//! Gradient buffers used while a backward pass is running.

use super::graph::NodeId;
use crate::error::AutogradError;
use crate::operations::add;
use crate::tensor::DenseTensor;
use std::collections::HashMap;

/// Pending gradients keyed by node, one slot per node output.
///
/// Several paths into the same output slot are summed in place, so every
/// node sees the total gradient of each of its outputs exactly once.
#[derive(Debug, Default)]
pub struct GradientBuffer {
    grads: HashMap<NodeId, Vec<Option<DenseTensor<f64>>>>,
}

impl GradientBuffer {
    /// Create empty gradient buffer.
    pub fn new() -> Self {
        Self::default()
    }

    /// Accumulate gradient for output `slot` of a node with `num_outputs`
    /// outputs.
    ///
    /// # Errors
    ///
    /// `Tensor(ShapeMismatch)` if a gradient already in the slot has another
    /// shape.
    pub fn accumulate(
        &mut self,
        id: NodeId,
        slot: usize,
        num_outputs: usize,
        grad: DenseTensor<f64>,
    ) -> Result<(), AutogradError> {
        let slots = self
            .grads
            .entry(id)
            .or_insert_with(|| vec![None; num_outputs]);
        if slot >= slots.len() {
            return Err(AutogradError::OutOfRange {
                index: slot,
                len: slots.len(),
            });
        }
        slots[slot] = Some(match slots[slot].take() {
            Some(existing) => add(&existing, &grad)?,
            None => grad,
        });
        Ok(())
    }

    /// Get the gradient of one output slot.
    pub fn get(&self, id: NodeId, slot: usize) -> Option<&DenseTensor<f64>> {
        self.grads.get(&id)?.get(slot)?.as_ref()
    }

    /// Remove and return every slot of a node (for passing to its backward
    /// function). Nodes that never received a gradient yield all `None`.
    pub fn take(&mut self, id: NodeId, num_outputs: usize) -> Vec<Option<DenseTensor<f64>>> {
        self.grads
            .remove(&id)
            .unwrap_or_else(|| vec![None; num_outputs])
    }

    /// Check if any gradient is pending for node.
    pub fn contains(&self, id: NodeId) -> bool {
        self.grads.contains_key(&id)
    }

    /// Number of nodes with pending gradients.
    pub fn len(&self) -> usize {
        self.grads.len()
    }

    pub fn is_empty(&self) -> bool {
        self.grads.is_empty()
    }
}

┄┄┄┄┄┄

What is being asked
Could you give again, word for word, the line with "self.grads.get(&id)?.get(slot)?.as_ref()" and all lines after it through the end of the data? Leave out everything else.

Result of this task
        self.grads.get(&id)?.get(slot)?.as_ref()
    }

    /// Remove and return every slot of a node (for passing to its backward
    /// function). Nodes that never received a gradient yield all `None`.
    pub fn take(&mut self, id: NodeId, num_outputs: usize) -> Vec<Option<DenseTensor<f64>>> {
        self.grads
            .remove(&id)
            .unwrap_or_else(|| vec![None; num_outputs])
    }

    /// Check if any gradient is pending for node.
    pub fn contains(&self, id: NodeId) -> bool {
        self.grads.contains_key(&id)
    }

    /// Number of nodes with pending gradients.
    pub fn len(&self) -> usize {
        self.grads.len()
    }

    pub fn is_empty(&self) -> bool {
        self.grads.is_empty()
    }
}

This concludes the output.